Université catholique de Louvain



Centre for Applied Molecular Technologies (CTMA) at the  Université catholique de Louvain is a mixed military-academic technological plate-form in charge with the issues related to Biological Threats.

CTMA develops its CBRNE expertise through the synergy between the university and the Defense laboratories Department, taking advantage of in house existing and emerging technologies, multidisciplinarity as well as academic and military networking.  Accordingly, this plate-form hosts at the same location researchers appointed by the Belgian Ministry of Defense (BE-MOD), the Université catholique de Louvain (UCL) and its associated academic hospital (Cliniques universitaires St Luc). Several fruitful academic and military bilateral partnerships are currently active. The main goal of CTMA is to develop and validate dual-use molecular and genetic tools and methods, allowing direct molecular identification and resistance pattern of pathogens.
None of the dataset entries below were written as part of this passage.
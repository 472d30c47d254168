//! Call-agent matching.
//!
//! On answer the customer is offered to the campaign's ready agents, longest
//! idle first. Claiming an agent is a compare-and-swap on its session
//! (`ready → on_call`), so when two answers race for the same agent exactly
//! one wins; the loser moves on to the next candidate. Only then is the
//! customer added to the agent's bridge. If that fails the claim is undone.

use std::collections::HashSet;
use std::sync::Arc;

use chrono::{DateTime, Utc};
use tracing::{debug, error, info, warn};

use super::calls::{AttemptState, CallOutcome, DialAttempt};
use crate::agent::registry::ClaimOutcome;
use crate::agent::session::{AgentSession, CallRef, Ineligible};
use crate::database::call_records::CallFinalization;
use crate::database::leads::LeadStatus;
use crate::engine::DialerEngine;
use crate::gateway::{with_timeout, TelephonyGateway};
use crate::notify::{Audience, DialerNotification};
use crate::types::{AgentId, ChannelId};

impl DialerEngine {
    /// A customer channel answered. Claim an agent and bridge, or abandon.
    pub(crate) async fn handle_customer_answered(&self, channel_id: &ChannelId) {
        let now = Utc::now();
        let Some(attempt) = self.calls.advance(
            channel_id,
            &[AttemptState::Initiated, AttemptState::Ringing],
            AttemptState::Answered,
            now,
            |a| a.answered_at = Some(now),
        ) else {
            debug!("Ignoring answer on {}: not waiting for one", channel_id);
            return;
        };

        if let Err(e) = self.db.mark_call_answered(attempt.call_id, now).await {
            warn!("Failed to record answer of {}: {}", attempt.call_id, e);
        }

        let Some(gateway) = self.gateways.get(&attempt.server_id) else {
            error!("Call {} answered on unknown server {}", attempt.call_id, attempt.server_id);
            self.fail_answered_call(&attempt, None, "unknown telephony server").await;
            return;
        };

        let call = CallRef {
            call_id: attempt.call_id,
            channel_id: channel_id.clone(),
            lead_id: attempt.lead_id,
        };

        match self.claim_agent(&attempt, call, now) {
            Some(session) => self.bridge_call(&attempt, session, &gateway).await,
            None => self.abandon_call(&attempt, &gateway, now).await,
        }
    }

    /// Walk the ready sessions, longest idle first, and claim the first one
    /// that passes. A candidate taken by a concurrent match is excluded and
    /// the search restarts.
    fn claim_agent(&self, attempt: &DialAttempt, call: CallRef, now: DateTime<Utc>) -> Option<AgentSession> {
        let mut excluded: HashSet<AgentId> = HashSet::new();

        loop {
            let candidates = self
                .sessions
                .ready_candidates(attempt.campaign_id, &attempt.server_id);

            let mut lost_race = false;
            for candidate in candidates {
                if excluded.contains(&candidate.agent_id) {
                    continue;
                }
                match self.sessions.try_claim(&candidate.agent_id, call.clone(), now) {
                    ClaimOutcome::Claimed(session) => {
                        debug!("🎯 Claimed agent {} for call {}", session.agent_id, call.call_id);
                        return Some(session);
                    }
                    ClaimOutcome::Rejected(Ineligible::NotReady) | ClaimOutcome::Gone => {
                        // Taken or closed since the snapshot
                        lost_race = true;
                        excluded.insert(candidate.agent_id);
                    }
                    ClaimOutcome::Rejected(reason) => {
                        debug!("Agent {} skipped: {:?}", candidate.agent_id, reason);
                        excluded.insert(candidate.agent_id);
                    }
                }
            }

            if !lost_race {
                return None;
            }
        }
    }

    async fn bridge_call(
        &self,
        attempt: &DialAttempt,
        session: AgentSession,
        gateway: &Arc<dyn TelephonyGateway>,
    ) {
        let now = Utc::now();
        let agent_id = session.agent_id.clone();
        let bridge_id = session.bridge_id.clone();

        let matched = self.calls.advance(
            &attempt.channel_id,
            &[AttemptState::Answered],
            AttemptState::Matched,
            now,
            |a| {
                a.agent_id = Some(agent_id.clone());
                a.bridge_id = bridge_id.clone();
            },
        );
        let (Some(_), Some(bridge)) = (matched, bridge_id) else {
            warn!("Call {} moved on before it could be bridged", attempt.call_id);
            self.sessions.release_claim(&agent_id, attempt.call_id, now);
            return;
        };

        if let Err(e) = self.db.assign_call_agent(attempt.call_id, &agent_id).await {
            warn!("Failed to record agent of call {}: {}", attempt.call_id, e);
        }

        let result = with_timeout(
            self.config.matcher.command_timeout(),
            "add_channel_to_bridge",
            gateway.add_channel_to_bridge(&bridge, &attempt.channel_id),
        )
        .await;

        if let Err(e) = result {
            warn!(
                "❌ Bridging call {} to agent {} failed: {}",
                attempt.call_id, agent_id, e
            );
            if let Some(session) = self.sessions.release_claim(&agent_id, attempt.call_id, Utc::now()) {
                self.session_changed(&session, Some("bridge failed".to_string())).await;
            }
            self.hangup_customer(gateway, &attempt.channel_id).await;
            self.settle_failed_attempt(
                attempt,
                &[AttemptState::Matched],
                LeadStatus::Failed,
                &format!("bridge failed: {}", e),
            )
            .await;
            // Back in line right away; the agent never talked to this lead
            self.hopper.release(attempt.campaign_id, attempt.lead_id);
            return;
        }

        let now = Utc::now();
        if self
            .calls
            .advance(
                &attempt.channel_id,
                &[AttemptState::Matched],
                AttemptState::Bridged,
                now,
                |_| {},
            )
            .is_none()
        {
            // Settled elsewhere while the command was in flight
            warn!("Call {} left matched state while bridging", attempt.call_id);
            return;
        }
        if let Err(e) = self.db.mark_call_bridged(attempt.call_id, now).await {
            warn!("Failed to record bridge of call {}: {}", attempt.call_id, e);
        }

        self.stats.record_answer(attempt.campaign_id, false, now);
        self.hopper.complete(attempt.campaign_id, attempt.lead_id);

        info!(
            "🔗 Call {} ({}) bridged to agent {}",
            attempt.call_id, attempt.phone_number, agent_id
        );
        self.notifier.publish(
            Audience::Agent(agent_id.clone()),
            DialerNotification::CallConnected {
                call_id: attempt.call_id,
                lead_id: attempt.lead_id,
                phone_number: attempt.phone_number.clone(),
            },
        );
        self.session_changed(&session, None).await;
    }

    /// Nobody to take the call: drop the customer and count the abandon
    async fn abandon_call(
        &self,
        attempt: &DialAttempt,
        gateway: &Arc<dyn TelephonyGateway>,
        now: DateTime<Utc>,
    ) {
        if self
            .calls
            .advance(
                &attempt.channel_id,
                &[AttemptState::Answered],
                AttemptState::Abandoned,
                now,
                |_| {},
            )
            .is_none()
        {
            return;
        }

        warn!(
            "📵 No ready agent for call {} ({}), abandoning",
            attempt.call_id, attempt.phone_number
        );
        self.hangup_customer(gateway, &attempt.channel_id).await;

        let finalization = CallFinalization {
            state: AttemptState::Abandoned,
            outcome: CallOutcome::Answered,
            ended_at: now,
            hangup_cause: Some("no_agent".to_string()),
        };
        if let Err(e) = self.db.finalize_call(attempt.call_id, &finalization).await {
            warn!("Failed to finalize call {}: {}", attempt.call_id, e);
        }
        self.set_lead_status(attempt.lead_id, LeadStatus::Dropped).await;

        self.stats.record_answer(attempt.campaign_id, true, now);
        self.hopper.complete(attempt.campaign_id, attempt.lead_id);
        self.notifier.publish(
            Audience::Campaign(attempt.campaign_id),
            DialerNotification::CallAbandoned {
                call_id: attempt.call_id,
                lead_id: attempt.lead_id,
                phone_number: attempt.phone_number.clone(),
            },
        );
    }

    /// Answered call that cannot be matched for data reasons
    async fn fail_answered_call(
        &self,
        attempt: &DialAttempt,
        gateway: Option<&Arc<dyn TelephonyGateway>>,
        reason: &str,
    ) {
        if let Some(gateway) = gateway {
            self.hangup_customer(gateway, &attempt.channel_id).await;
        }
        self.settle_failed_attempt(attempt, &[AttemptState::Answered], LeadStatus::Failed, reason)
            .await;
        self.hopper.complete(attempt.campaign_id, attempt.lead_id);
    }

    /// Move an attempt to `failed` and record it. No-op when the attempt
    /// is not in one of `expected`.
    pub(crate) async fn settle_failed_attempt(
        &self,
        attempt: &DialAttempt,
        expected: &[AttemptState],
        lead_status: LeadStatus,
        reason: &str,
    ) -> bool {
        let now = Utc::now();
        if self
            .calls
            .advance(&attempt.channel_id, expected, AttemptState::Failed, now, |_| {})
            .is_none()
        {
            return false;
        }

        let finalization = CallFinalization {
            state: AttemptState::Failed,
            outcome: CallOutcome::Failed,
            ended_at: now,
            hangup_cause: Some(reason.to_string()),
        };
        if let Err(e) = self.db.finalize_call(attempt.call_id, &finalization).await {
            warn!("Failed to finalize call {}: {}", attempt.call_id, e);
        }
        self.set_lead_status(attempt.lead_id, lead_status).await;
        self.stats.record_failed(attempt.campaign_id);
        true
    }

    pub(crate) async fn hangup_customer(&self, gateway: &Arc<dyn TelephonyGateway>, channel_id: &ChannelId) {
        if let Err(e) = with_timeout(
            self.config.matcher.command_timeout(),
            "hangup",
            gateway.hangup(channel_id),
        )
        .await
        {
            debug!("Hangup of {} failed: {}", channel_id, e);
        }
    }

    pub(crate) async fn set_lead_status(&self, lead_id: i64, status: LeadStatus) {
        if let Err(e) = self.db.update_lead_status(lead_id, status, None).await {
            warn!("Failed to set lead {} to {}: {}", lead_id, status, e);
        }
    }
}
Detection methods are validated and directly applied both on human samples collected for presumed infected patients presenting in hospitals with a difficult diagnosis (failure of conventional microbiologic methods, need for a very rapid diagnosis) or from environmental samples collected from operational theaters where a potential risk has been identified or is feared. Aside of the current genetic methods, new emerging genetic and molecular technologies, such as nanotechnologies, are therefore designed and validated to produce innovative operational tools enabling us to better detect, hence to rapidly alert and protect the troops in operations against known and unknown threatening infectious agents. In that respect, a mobile fieldable laboratory for molecular genetic identification of life-threatening agents has been successfully deployed in Kananga RDC, in May 2009. CTMA participates actively to the yearly NATO SIBA exercises and to the new mixed samples exercises in order to validate its own detection methods. All agents that may be pathogenic for human beings fall into the scope of interest of CTMA: bacteria mycobacteria, fungi and viral biological agents.